Blast from the past. F-35's AESA Array is the "secret sauce" of its electronic attack...an attack that any AESA equipped fighter can conduct.

via F-35.com
Advanced electronic warfare capabilities enable the F-35 to locate and track enemy forces, jam radio frequencies and disrupt attacks with unparalleled precision. All three variants of the F-35 carry active, electronically scanned array (AESA) radars with sophisticated electronic attack capabilities, including false targets, network attack, advanced jamming and algorithm-packed data streams. This system allows the F-35 to reach well-defended targets and suppress enemy radars that threaten the F-35. In addition, the ASQ-239 system provides fully integrated radar warning, targeting support, and self-protection, to detect and defeat surface and airborne threats.

While F-35 is capable of stand-off jamming for other aircraft — providing 10 times the effective radiated power of any legacy fighter — F-35s can also operate in closer proximity to the threat (‘stand-in’) to provide jamming power many multiples that of any legacy fighter.
 "What we've done with the 5th Generation [aircraft] is the computer takes all those sensory inputs, fuses it into information. The pilot sees a beautiful God's eye view of what's going on. [...] It's a stunning amount of information."
—Gen. Mike Hostage, Commander, Air Combat Command, U.S. Air Force

via Northrop Grumman (2009)
 Northrop Grumman Corporation (NYSE:NOC) has announced that it successfully demonstrated key electronic protection capabilities of the F-35 Lightning II's AN/APG-81 radar during the recent Northern Edge 2009 (NE09) joint military exercise.

The Northrop Grumman AN/APG-81 active electronically scanned array (AESA) radar was flown on board the company's BAC 1-11 test aircraft and was integrated into what is considered the United States' largest and most complex airborne electronic warfare (EW) exercise to date. Northrop Grumman demonstrated the electronic protection (EP) capabilities of the AN/APG-81, by successfully countering advanced electronic attacks (EA), which are intended to degrade, neutralize, or destroy friendly combat capability.
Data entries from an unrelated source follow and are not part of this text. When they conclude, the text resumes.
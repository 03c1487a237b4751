//! Splits text extracted from an audit report into numbered observation
//! paragraphs.
//!
//! Two tiers: when the "Para No. Audit's Observations" heading is present,
//! everything after it is cut at line-leading paragraph numbers (`1. `,
//! `4.1. `). Otherwise the whole text is cut at blank lines. Fragments of
//! twenty characters or fewer are treated as noise in both tiers.
//!
//! This is a heuristic. Reports with unusual numbering will misparse; the
//! operator corrects them afterwards with split and resync.

use once_cell::sync::Lazy;
use regex::Regex;

/// Paragraphs of this many characters or fewer are dropped.
pub const MIN_PARAGRAPH_CHARS: usize = 20;

static RE_OBSERVATIONS_MARKER: Lazy<Regex> = Lazy::new(|| {
    Regex::new(r"(?i)Para\s+No\.\s*Audit(?:['ʼ’`]\s?)s\s+Observations")
        .expect("valid observations marker regex")
});

// `^` is only the start of the haystack here, never a line start; line starts
// are matched through the explicit `\n`.
static RE_PARA_NUMBER: Lazy<Regex> = Lazy::new(|| {
    Regex::new(r"(?:^|\n)\s*([0-9]+(?:\.[0-9]+)?\.\s+)").expect("valid paragraph number regex")
});

static RE_BLANK_LINES: Lazy<Regex> =
    Lazy::new(|| Regex::new(r"(?:\r?\n){2,}").expect("valid blank line regex"));

/// Segments raw PDF text into ordered paragraph strings.
///
/// Never fails: empty or garbage input yields an empty vector.
pub fn segment(text: &str) -> Vec<String> {
    match RE_OBSERVATIONS_MARKER.find(text) {
        Some(marker) => split_numbered(&text[marker.start()..]),
        None => split_on_blank_lines(text),
    }
}

/// Returns true when the observations heading occurs in `text`.
pub fn has_observations_marker(text: &str) -> bool {
    RE_OBSERVATIONS_MARKER.is_match(text)
}

fn split_numbered(section: &str) -> Vec<String> {
    let tokens: Vec<(usize, usize, &str)> = RE_PARA_NUMBER
        .captures_iter(section)
        .filter_map(|caps| {
            let whole = caps.get(0)?;
            let number = caps.get(1)?;
            Some((whole.start(), whole.end(), number.as_str().trim()))
        })
        .collect();

    tokens
        .iter()
        .enumerate()
        .filter_map(|(idx, (_, body_start, number))| {
            let body_end = tokens
                .get(idx + 1)
                .map(|(next_start, _, _)| *next_start)
                .unwrap_or(section.len());
            let body = section[*body_start..body_end].trim();
            let paragraph = format!("{number} {body}");
            is_substantial(&paragraph).then_some(paragraph)
        })
        .collect()
}

fn split_on_blank_lines(text: &str) -> Vec<String> {
    RE_BLANK_LINES
        .split(text)
        .map(str::trim)
        .filter(|piece| is_substantial(piece))
        .map(str::to_string)
        .collect()
}

fn is_substantial(paragraph: &str) -> bool {
    paragraph.chars().count() > MIN_PARAGRAPH_CHARS
}

#[cfg(test)]
mod tests {
    use super::*;

    const HEADER: &str = "Railway Audit Report 2023\nIntroduction text that precedes the section.\n\n";

    #[test]
    fn splits_numbered_observations_after_marker() {
        let text = format!(
            "{HEADER}Para No. Audit's Observations\n1. Foo bar baz qux quux corge\n2. Another observation text\n3. Third para with more than twenty chars"
        );
        let paragraphs = segment(&text);
        assert_eq!(
            paragraphs,
            vec![
                "1. Foo bar baz qux quux corge",
                "2. Another observation text",
                "3. Third para with more than twenty chars",
            ]
        );
    }

    #[test]
    fn accepts_typographic_apostrophe_and_case() {
        let text = "PARA NO. AUDITʼS OBSERVATIONS\n1. Expenditure booked without sanction\n";
        assert_eq!(segment(text), vec!["1. Expenditure booked without sanction"]);
    }

    #[test]
    fn ignores_text_before_marker() {
        let text = "1. This numbered line is part of the preface text\n\nPara No. Audit's Observations\n1. The only observation in the section body";
        assert_eq!(
            segment(text),
            vec!["1. The only observation in the section body"]
        );
    }

    #[test]
    fn handles_sub_numbered_paragraphs_and_multiline_bodies() {
        let text = "Para No. Audit's Observations\n4. Stores procurement was irregular\nacross two depots.\n4.1. Tender committee did not record reasons\n";
        assert_eq!(
            segment(text),
            vec![
                "4. Stores procurement was irregular\nacross two depots.",
                "4.1. Tender committee did not record reasons",
            ]
        );
    }

    #[test]
    fn does_not_split_on_amounts_mid_sentence() {
        let text = "Para No. Audit's Observations\n1. An excess of Rs. 4.5 lakhs was paid to the contractor 2. twice\n2. A second observation long enough";
        let paragraphs = segment(text);
        assert_eq!(paragraphs.len(), 2);
        assert!(paragraphs[0].contains("Rs. 4.5 lakhs"));
        assert!(paragraphs[0].ends_with("2. twice"));
    }

    #[test]
    fn drops_short_numbered_fragments() {
        let text = "Para No. Audit's Observations\n1. Short\n2. This one is comfortably long enough";
        assert_eq!(segment(text), vec!["2. This one is comfortably long enough"]);
    }

    #[test]
    fn falls_back_to_blank_line_split_without_marker() {
        let text = "First paragraph has plenty of words in it.\n\n\nshort\n\r\n\r\nSecond paragraph also has plenty of words.";
        assert_eq!(
            segment(text),
            vec![
                "First paragraph has plenty of words in it.",
                "Second paragraph also has plenty of words.",
            ]
        );
    }

    #[test]
    fn single_block_without_marker_or_blank_lines() {
        assert_eq!(
            segment("one block of text\nwith only single newlines"),
            vec!["one block of text\nwith only single newlines"]
        );
        assert!(segment("tiny block").is_empty());
    }

    #[test]
    fn exactly_twenty_characters_is_noise() {
        let twenty = "a".repeat(MIN_PARAGRAPH_CHARS);
        assert!(segment(&twenty).is_empty());
        let twenty_one = "a".repeat(MIN_PARAGRAPH_CHARS + 1);
        assert_eq!(segment(&twenty_one), vec![twenty_one.clone()]);
    }

    #[test]
    fn empty_and_garbage_input_degrade_to_empty() {
        assert!(segment("").is_empty());
        assert!(segment("\n\n\n\n").is_empty());
        assert!(segment("Para No. Audit's Observations").is_empty());
        assert!(segment("Para No. Audit's Observations\n\u{0}\u{1}").is_empty());
    }

    #[test]
    fn output_is_deterministic() {
        let text = format!(
            "{HEADER}Para No. Audit's Observations\n1. Foo bar baz qux quux corge\n2. Another observation text"
        );
        assert_eq!(segment(&text), segment(&text));
    }

    #[test]
    fn detects_marker() {
        assert!(has_observations_marker("x Para No. Audit's Observations y"));
        assert!(!has_observations_marker("Para 1 observations"));
    }
}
"This event represents a major milestone in electronic protection testing for the AN/APG-81 in an operationally representative environment. We have been able to prove a number of EP capabilities years ahead of normal development timelines," said Teri Marconi, vice president of Combat Avionics for Northrop Grumman Electronic Systems sector. "The AN/APG-81 is the world's most advanced fighter fire control radar. It has extremely robust electronic warfare capabilities, and these tests validate years of laboratory testing versus a wide array of threat systems."

Why did I post this? 

Because I've been waiting for an aviation guy to say out loud what I've pieced together.  The secret sauce to the F-35's vaunted "sensor fusion" and "electronic attack" is it's AESA Array.

Back in 2000 it was unique and a game changer.  But they've taken almost 20 years to get the plane into service and what was once rare is now common.

The F-35 fanatics are ramping up their attacks on the F-15X claiming that its a 4th gen fighter in a 5th gen world.

They're wrong.

The F-35 is like building a luxury car in 2000 but failing to get it into the showroom, freezing the design and then introducing it in 2020.  It was great when designed but life moves on.  Now?  Now you have Ford Pickups that are more luxurious, cheaper and can do a wider array of jobs.

Which would you buy?  The 2000 luxury car or the brand new Ford that's been evolving and is now just as good?

But back on task.

The F-15X will be one helluva sensor node.  Why?  Because it has a huge honkin AESA Array! 

The F-35 stood still and now it's getting ran over!  That happens to everyone and everything that isn't constantly striving to improve.